Skip to content Skip to footer

Joy as a Mechanism for Glory


 “Joy in God is the central mechanism through which human beings glorify God and thus fulfill God’s ultimate design for our lives.” I said that in last weekend’s sermon. For our midweek devotion this week I would like to expand on that thought a bit more. 

    Part of a being’s goodness and beauty can be known by what that being affirms as good and beautiful. Again, I am standing on Piper’s shoulders here. He quotes Henry Scougal when he said, “The worth and excellency of a soul is to be measured by the object of its love.” (Scougal, p.40) For example, we should be quick to cast doubt on a public figure who speaks in glowing terms about a known scoundrel. If a beloved celebrity came on The View and told the audience about the virtues of Hitler and her affection for his actions, there would be a gasp from the audience. The public would rightly sense something deeply wrong with this hypothetical person showing affection for someone known for such vile actions as ethnic genocide. Let’s put the same principal in positive terms. If someone of unknown quality came out in public and declared their affirmation of a new cure for cancer and affectionate feeling toward the researcher who decided to make the new cure available for free to the public, that person would gain a modicum of credibility in the eyes of the public. There is an understood moral value in affection and affirmation for what is good as well as revulsion and hatred for what is evil. Are you with me?

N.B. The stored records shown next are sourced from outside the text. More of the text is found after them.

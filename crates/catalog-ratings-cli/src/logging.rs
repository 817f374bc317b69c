use anyhow::Result;
use std::io;
use std::io::IsTerminal;
use std::path::{Path, PathBuf};
use tracing_appender::rolling::{RollingFileAppender, Rotation};
use tracing_subscriber::fmt::{self, time::ChronoUtc};
use tracing_subscriber::{layer::SubscriberExt, util::SubscriberInitExt, EnvFilter, Registry};

/// Filter directive for a verbosity level when `RUST_LOG` is not set.
///
/// 0 = info, 1 = debug with hyper connection chatter held at warn,
/// 2+ = trace for everything.
fn default_directive(verbose_level: u8) -> &'static str {
    match verbose_level {
        0 => "info",
        1 => "debug,hyper::proto::h1=warn,hyper::client::pool=warn,reqwest::connect=warn",
        _ => "trace",
    }
}

fn build_filter(verbose_level: u8, quiet: bool) -> EnvFilter {
    if quiet {
        return EnvFilter::new("error");
    }
    EnvFilter::try_from_default_env().unwrap_or_else(|_| EnvFilter::new(default_directive(verbose_level)))
}

/// Split `logs/ratings.log` into the directory and the rotation prefix
/// `ratings` (files become `ratings.2026-01-17`, ...).
fn rotation_target(log_path: &Path) -> Result<(PathBuf, String)> {
    let log_dir = log_path
        .parent()
        .filter(|p| !p.as_os_str().is_empty())
        .map(Path::to_path_buf)
        .unwrap_or_else(|| PathBuf::from("."));
    let log_filename = log_path
        .file_name()
        .and_then(|n| n.to_str())
        .ok_or_else(|| anyhow::anyhow!("Invalid log filename: {}", log_path.display()))?;

    let log_prefix = log_filename
        .rsplit_once('.')
        .map(|(stem, _)| stem)
        .filter(|stem| !stem.is_empty())
        .unwrap_or(log_filename);

    Ok((log_dir, log_prefix.to_string()))
}

pub fn init_logging_with_file(verbose_level: u8, quiet: bool, log_file: Option<PathBuf>) -> Result<()> {
    let json = std::env::var("RUST_LOG_JSON")
        .map(|v| v == "true")
        .unwrap_or_else(|_| !io::stdout().is_terminal());

    let registry = Registry::default().with(build_filter(verbose_level, quiet));

    if let Some(log_path) = log_file {
        let (log_dir, log_prefix) = rotation_target(&log_path)?;
        std::fs::create_dir_all(&log_dir)?;

        let file_appender = RollingFileAppender::new(Rotation::DAILY, log_dir, log_prefix);

        if json {
            let json_layer = fmt::layer()
                .json()
                .with_timer(ChronoUtc::rfc_3339())
                .with_writer(file_appender);
            registry.with(json_layer).init();
        } else {
            let fmt_layer = fmt::layer()
                .with_timer(ChronoUtc::rfc_3339())
                .with_ansi(false)
                .with_writer(file_appender);
            registry.with(fmt_layer).init();
        }
    } else if json {
        let json_layer = fmt::layer()
            .json()
            .with_timer(ChronoUtc::rfc_3339())
            .with_writer(io::stderr);
        registry.with(json_layer).init();
    } else {
        let fmt_layer = fmt::layer()
            .with_timer(ChronoUtc::rfc_3339())
            .with_writer(io::stderr);
        registry.with(fmt_layer).init();
    }

    Ok(())
}
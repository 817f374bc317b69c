use crate::error::DecodeError;
use catalog_ratings_models::{ItemId, RatingRecord, RatingValue, RatingsResponse};
use serde::de::{self, Deserializer};
use serde::Deserialize;
use tracing::trace;

#[derive(Debug, Deserialize)]
struct RatingsEnvelope {
    data: Vec<RatingResource>,
}

#[derive(Debug, Deserialize)]
struct RatingResource {
    id: ItemId,
    #[serde(rename = "type")]
    resource_type: String,
    #[serde(default)]
    href: Option<String>,
    attributes: RatingAttributes,
}

#[derive(Debug, Deserialize)]
struct RatingAttributes {
    value: WireRating,
    #[serde(flatten)]
    extra: serde_json::Map<String, serde_json::Value>,
}

#[derive(Debug, Deserialize)]
#[serde(untagged)]
enum RawRating {
    Number(i64),
    Label(String),
}

/// Rating as sent on the wire: the service uses `1` / `-1` / `0`, but the
/// textual labels are accepted as well.
#[derive(Debug)]
struct WireRating(RatingValue);

impl<'de> Deserialize<'de> for WireRating {
    fn deserialize<D: Deserializer<'de>>(deserializer: D) -> Result<Self, D::Error> {
        let raw = RawRating::deserialize(deserializer)?;
        let value = match &raw {
            RawRating::Number(n) => RatingValue::from_i64(*n),
            RawRating::Label(label) => RatingValue::from_label(label),
        };
        value
            .map(WireRating)
            .ok_or_else(|| de::Error::custom(format!("unrecognized rating value {:?}", raw)))
    }
}

impl From<RatingResource> for RatingRecord {
    fn from(resource: RatingResource) -> Self {
        RatingRecord {
            id: resource.id,
            resource_type: resource.resource_type,
            value: resource.attributes.value.0,
            href: resource.href,
            metadata: resource.attributes.extra,
        }
    }
}

/// Decode a ratings response body.
///
/// Identifiers without a rating are simply absent from `data`, so the result
/// never has to line up one-to-one with the request. Either the whole body
/// decodes or nothing is returned.
pub fn decode_ratings(data: &[u8]) -> Result<RatingsResponse, DecodeError> {
    let envelope: RatingsEnvelope = serde_json::from_slice(data)?;
    trace!("Decoded {} rating record(s)", envelope.data.len());
    Ok(RatingsResponse::from_records(
        envelope.data.into_iter().map(RatingRecord::from),
    ))
}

    The next question is this. Is this precept true whether it is applied to mortal man or infinite God? Is the worth and excellency of God’s soul rightly measured by the object of His love? I submit to you that it is. Truly, when we think about God in these terms, we can see that if we hold it to be true that God is of infinite worth and the greatest good in the universe (and we should), then it follows that He would by logical necessity affirm and have affection for His own goodness and worth in infinite measure. That is, God values God above all that is not God. Then it also follows that a man’s greatest measure of morality is in his valuing God above all that is not God. I assert that this is not just good philosophy but good theology and just plain good sense. What kind of morality could we suppose that God has in himself if He valued anything that is not supremely valuable (not God) more than that which is supremely valuable(God)?

    Finally, what is the emotion that we feel when we encounter that which we value, affirm, and hold great affection for in our heart? I would like to spend some time investigating how and why we arrive at this answer, but I don’t need to do that in order to arrive at the answer. Joy! Joy is what a soul feels when it encounters the object which it values most deeply, affirms most heartily, and loves with the highest affection. We feel joy when we are reunited with beloved family or friends. We feel joy when we are allowed to taste our favorite food. We feel joy when we behold in our minds our most cherished truth. Joy is the expression of our hearts in relation to our experience of truth, goodness, and beauty. This is how I arrive at this statement. Joy is the central mechanism for glorifying God because it is the expression of our heart’s valuing, affirming, and affection for God. Henry Scougal describes the Christian experience of God in this way:

“The love of God is a delightful and affectionate sense of the divine perfections, which makes the soul resign and sacrifice itself wholly unto him, desiring above all things to please him, and delighting in nothing so much as in fellowship and communion with him, and being ready to do or suffer any thing for his sake, or at his pleasure. Though this affection may have its first rise from the favors and mercies of God towards ourselves, yet doth it in its growth and progress transcend such particular considerations, and ground itself on his infinite goodness manifested in all the works of creation and providence.” (Scougal 21-22)

I pray that this kind of thinking blesses your soul as much as it does mine.